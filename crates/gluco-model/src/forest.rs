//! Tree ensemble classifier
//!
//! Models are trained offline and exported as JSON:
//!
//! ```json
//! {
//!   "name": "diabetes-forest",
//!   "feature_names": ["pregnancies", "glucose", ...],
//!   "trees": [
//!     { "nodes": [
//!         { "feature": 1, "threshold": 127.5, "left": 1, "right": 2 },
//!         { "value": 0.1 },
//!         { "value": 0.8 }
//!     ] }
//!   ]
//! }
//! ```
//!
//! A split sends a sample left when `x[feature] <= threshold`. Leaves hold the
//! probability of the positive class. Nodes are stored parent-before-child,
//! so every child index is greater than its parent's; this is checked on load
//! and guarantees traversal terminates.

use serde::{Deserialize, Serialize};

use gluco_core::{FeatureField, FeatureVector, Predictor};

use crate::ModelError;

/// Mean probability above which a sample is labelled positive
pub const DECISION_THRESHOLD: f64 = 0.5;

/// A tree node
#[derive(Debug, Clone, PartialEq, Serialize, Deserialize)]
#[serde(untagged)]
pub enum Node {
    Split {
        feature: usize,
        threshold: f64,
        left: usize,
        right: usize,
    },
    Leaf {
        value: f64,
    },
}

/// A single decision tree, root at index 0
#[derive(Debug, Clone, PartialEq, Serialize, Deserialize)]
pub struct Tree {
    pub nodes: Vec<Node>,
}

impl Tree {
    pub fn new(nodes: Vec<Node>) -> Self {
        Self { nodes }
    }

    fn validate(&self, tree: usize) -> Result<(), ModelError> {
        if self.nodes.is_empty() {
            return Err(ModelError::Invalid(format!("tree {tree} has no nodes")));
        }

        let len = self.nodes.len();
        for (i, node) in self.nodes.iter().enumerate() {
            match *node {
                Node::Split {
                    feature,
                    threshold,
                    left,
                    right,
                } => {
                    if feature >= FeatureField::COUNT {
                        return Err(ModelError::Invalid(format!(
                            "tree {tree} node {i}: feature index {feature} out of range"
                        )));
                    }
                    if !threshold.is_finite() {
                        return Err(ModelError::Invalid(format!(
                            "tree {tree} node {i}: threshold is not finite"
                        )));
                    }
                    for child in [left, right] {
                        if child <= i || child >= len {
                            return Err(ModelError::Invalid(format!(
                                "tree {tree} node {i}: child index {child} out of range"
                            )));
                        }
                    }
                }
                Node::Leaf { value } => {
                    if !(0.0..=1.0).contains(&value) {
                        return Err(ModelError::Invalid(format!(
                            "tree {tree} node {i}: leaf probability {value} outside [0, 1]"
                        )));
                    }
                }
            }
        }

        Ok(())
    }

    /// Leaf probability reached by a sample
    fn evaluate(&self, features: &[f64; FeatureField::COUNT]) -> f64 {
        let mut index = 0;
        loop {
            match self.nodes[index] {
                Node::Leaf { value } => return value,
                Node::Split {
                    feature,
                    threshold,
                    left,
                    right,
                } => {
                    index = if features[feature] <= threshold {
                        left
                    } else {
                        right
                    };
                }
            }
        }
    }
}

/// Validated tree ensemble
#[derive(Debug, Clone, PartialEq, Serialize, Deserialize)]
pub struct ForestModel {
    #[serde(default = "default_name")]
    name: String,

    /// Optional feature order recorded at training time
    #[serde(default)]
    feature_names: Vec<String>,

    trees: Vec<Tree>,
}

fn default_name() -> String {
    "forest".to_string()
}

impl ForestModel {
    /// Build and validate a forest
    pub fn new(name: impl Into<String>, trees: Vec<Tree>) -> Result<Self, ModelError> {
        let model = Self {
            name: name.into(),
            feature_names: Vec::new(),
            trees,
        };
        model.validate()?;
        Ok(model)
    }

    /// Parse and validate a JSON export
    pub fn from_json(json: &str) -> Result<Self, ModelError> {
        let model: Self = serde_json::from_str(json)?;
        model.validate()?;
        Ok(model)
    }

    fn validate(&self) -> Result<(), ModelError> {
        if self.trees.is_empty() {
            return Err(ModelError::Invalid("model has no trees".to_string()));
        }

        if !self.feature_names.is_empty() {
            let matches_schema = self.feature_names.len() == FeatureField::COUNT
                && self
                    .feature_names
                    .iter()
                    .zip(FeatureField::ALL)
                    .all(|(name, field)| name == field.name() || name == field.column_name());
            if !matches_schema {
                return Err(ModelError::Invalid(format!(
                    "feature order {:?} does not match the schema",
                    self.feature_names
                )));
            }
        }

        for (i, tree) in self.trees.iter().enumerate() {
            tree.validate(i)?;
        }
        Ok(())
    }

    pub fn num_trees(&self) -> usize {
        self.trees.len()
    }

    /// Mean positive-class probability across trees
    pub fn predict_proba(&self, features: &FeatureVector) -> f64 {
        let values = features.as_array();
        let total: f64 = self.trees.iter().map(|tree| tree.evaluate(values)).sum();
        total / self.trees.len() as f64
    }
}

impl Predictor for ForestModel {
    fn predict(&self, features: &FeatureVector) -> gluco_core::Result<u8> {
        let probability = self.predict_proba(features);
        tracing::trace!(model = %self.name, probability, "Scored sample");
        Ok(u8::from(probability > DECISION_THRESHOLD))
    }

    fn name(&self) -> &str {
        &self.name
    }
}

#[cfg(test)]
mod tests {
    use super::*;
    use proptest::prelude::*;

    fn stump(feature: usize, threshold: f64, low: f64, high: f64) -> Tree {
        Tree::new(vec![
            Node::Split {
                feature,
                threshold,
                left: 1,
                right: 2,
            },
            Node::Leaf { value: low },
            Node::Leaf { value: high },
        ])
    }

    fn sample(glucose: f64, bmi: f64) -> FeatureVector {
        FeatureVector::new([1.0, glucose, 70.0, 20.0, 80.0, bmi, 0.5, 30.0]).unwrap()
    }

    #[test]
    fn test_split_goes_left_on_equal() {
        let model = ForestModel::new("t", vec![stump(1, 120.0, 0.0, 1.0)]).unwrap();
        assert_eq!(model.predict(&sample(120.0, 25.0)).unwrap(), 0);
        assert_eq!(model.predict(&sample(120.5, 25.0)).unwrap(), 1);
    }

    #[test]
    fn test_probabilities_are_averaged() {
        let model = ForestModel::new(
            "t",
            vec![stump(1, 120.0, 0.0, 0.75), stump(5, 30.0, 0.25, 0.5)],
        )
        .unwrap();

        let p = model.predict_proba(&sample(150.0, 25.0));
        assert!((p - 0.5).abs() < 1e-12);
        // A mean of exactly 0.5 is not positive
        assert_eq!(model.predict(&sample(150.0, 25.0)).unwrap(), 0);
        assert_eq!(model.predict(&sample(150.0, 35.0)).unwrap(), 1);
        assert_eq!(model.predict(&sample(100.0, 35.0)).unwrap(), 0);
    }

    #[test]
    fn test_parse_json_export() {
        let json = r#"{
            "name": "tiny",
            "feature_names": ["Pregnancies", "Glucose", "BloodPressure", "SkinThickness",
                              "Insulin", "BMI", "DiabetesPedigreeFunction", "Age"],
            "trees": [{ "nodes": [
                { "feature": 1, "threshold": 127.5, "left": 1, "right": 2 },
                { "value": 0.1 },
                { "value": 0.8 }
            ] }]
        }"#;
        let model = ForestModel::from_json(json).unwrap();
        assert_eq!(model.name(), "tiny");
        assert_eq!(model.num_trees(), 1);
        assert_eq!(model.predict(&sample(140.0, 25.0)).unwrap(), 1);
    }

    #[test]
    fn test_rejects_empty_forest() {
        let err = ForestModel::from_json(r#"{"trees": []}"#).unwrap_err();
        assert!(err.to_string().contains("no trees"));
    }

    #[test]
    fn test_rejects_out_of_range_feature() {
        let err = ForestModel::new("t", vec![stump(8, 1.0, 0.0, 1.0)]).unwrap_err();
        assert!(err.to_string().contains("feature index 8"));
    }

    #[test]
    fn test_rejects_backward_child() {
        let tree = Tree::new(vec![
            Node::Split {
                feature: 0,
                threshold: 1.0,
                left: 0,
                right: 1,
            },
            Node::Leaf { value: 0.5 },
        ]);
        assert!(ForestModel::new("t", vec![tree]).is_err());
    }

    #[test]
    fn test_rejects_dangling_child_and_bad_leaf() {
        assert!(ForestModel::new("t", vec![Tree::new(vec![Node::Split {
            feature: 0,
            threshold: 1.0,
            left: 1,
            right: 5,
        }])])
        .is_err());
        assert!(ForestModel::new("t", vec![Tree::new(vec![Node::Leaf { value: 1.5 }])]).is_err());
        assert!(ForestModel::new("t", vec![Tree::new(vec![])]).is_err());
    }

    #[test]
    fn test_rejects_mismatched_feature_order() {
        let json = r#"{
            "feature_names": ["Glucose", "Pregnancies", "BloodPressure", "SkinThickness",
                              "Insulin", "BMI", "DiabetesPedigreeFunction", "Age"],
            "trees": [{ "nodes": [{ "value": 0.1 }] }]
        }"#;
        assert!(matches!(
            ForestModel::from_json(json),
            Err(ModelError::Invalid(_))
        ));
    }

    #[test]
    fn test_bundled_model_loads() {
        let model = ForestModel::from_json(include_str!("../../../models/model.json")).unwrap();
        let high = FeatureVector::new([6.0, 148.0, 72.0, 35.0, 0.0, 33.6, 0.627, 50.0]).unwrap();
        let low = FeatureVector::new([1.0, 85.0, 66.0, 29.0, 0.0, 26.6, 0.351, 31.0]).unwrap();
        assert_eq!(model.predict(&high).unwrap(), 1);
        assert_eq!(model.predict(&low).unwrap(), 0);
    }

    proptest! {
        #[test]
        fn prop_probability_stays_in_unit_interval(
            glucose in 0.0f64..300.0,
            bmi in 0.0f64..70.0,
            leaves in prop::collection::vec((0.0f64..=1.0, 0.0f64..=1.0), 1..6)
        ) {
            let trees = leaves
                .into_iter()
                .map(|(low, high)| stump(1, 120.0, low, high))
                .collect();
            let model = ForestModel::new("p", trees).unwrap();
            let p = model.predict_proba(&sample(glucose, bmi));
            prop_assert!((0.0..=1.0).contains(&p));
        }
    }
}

◆ **Task item**:
Of all the entries above, output exactly the lines between the one holding "does not match" and the one holding "fn sample(glucose: f64, bmi: f64)", inclusive.

◆ **Worked solution**:
                    "feature order {:?} does not match the schema",
                    self.feature_names
                )));
            }
        }

        for (i, tree) in self.trees.iter().enumerate() {
            tree.validate(i)?;
        }
        Ok(())
    }

    pub fn num_trees(&self) -> usize {
        self.trees.len()
    }

    /// Mean positive-class probability across trees
    pub fn predict_proba(&self, features: &FeatureVector) -> f64 {
        let values = features.as_array();
        let total: f64 = self.trees.iter().map(|tree| tree.evaluate(values)).sum();
        total / self.trees.len() as f64
    }
}

impl Predictor for ForestModel {
    fn predict(&self, features: &FeatureVector) -> gluco_core::Result<u8> {
        let probability = self.predict_proba(features);
        tracing::trace!(model = %self.name, probability, "Scored sample");
        Ok(u8::from(probability > DECISION_THRESHOLD))
    }

    fn name(&self) -> &str {
        &self.name
    }
}

#[cfg(test)]
mod tests {
    use super::*;
    use proptest::prelude::*;

    fn stump(feature: usize, threshold: f64, low: f64, high: f64) -> Tree {
        Tree::new(vec![
            Node::Split {
                feature,
                threshold,
                left: 1,
                right: 2,
            },
            Node::Leaf { value: low },
            Node::Leaf { value: high },
        ])
    }

    fn sample(glucose: f64, bmi: f64) -> FeatureVector {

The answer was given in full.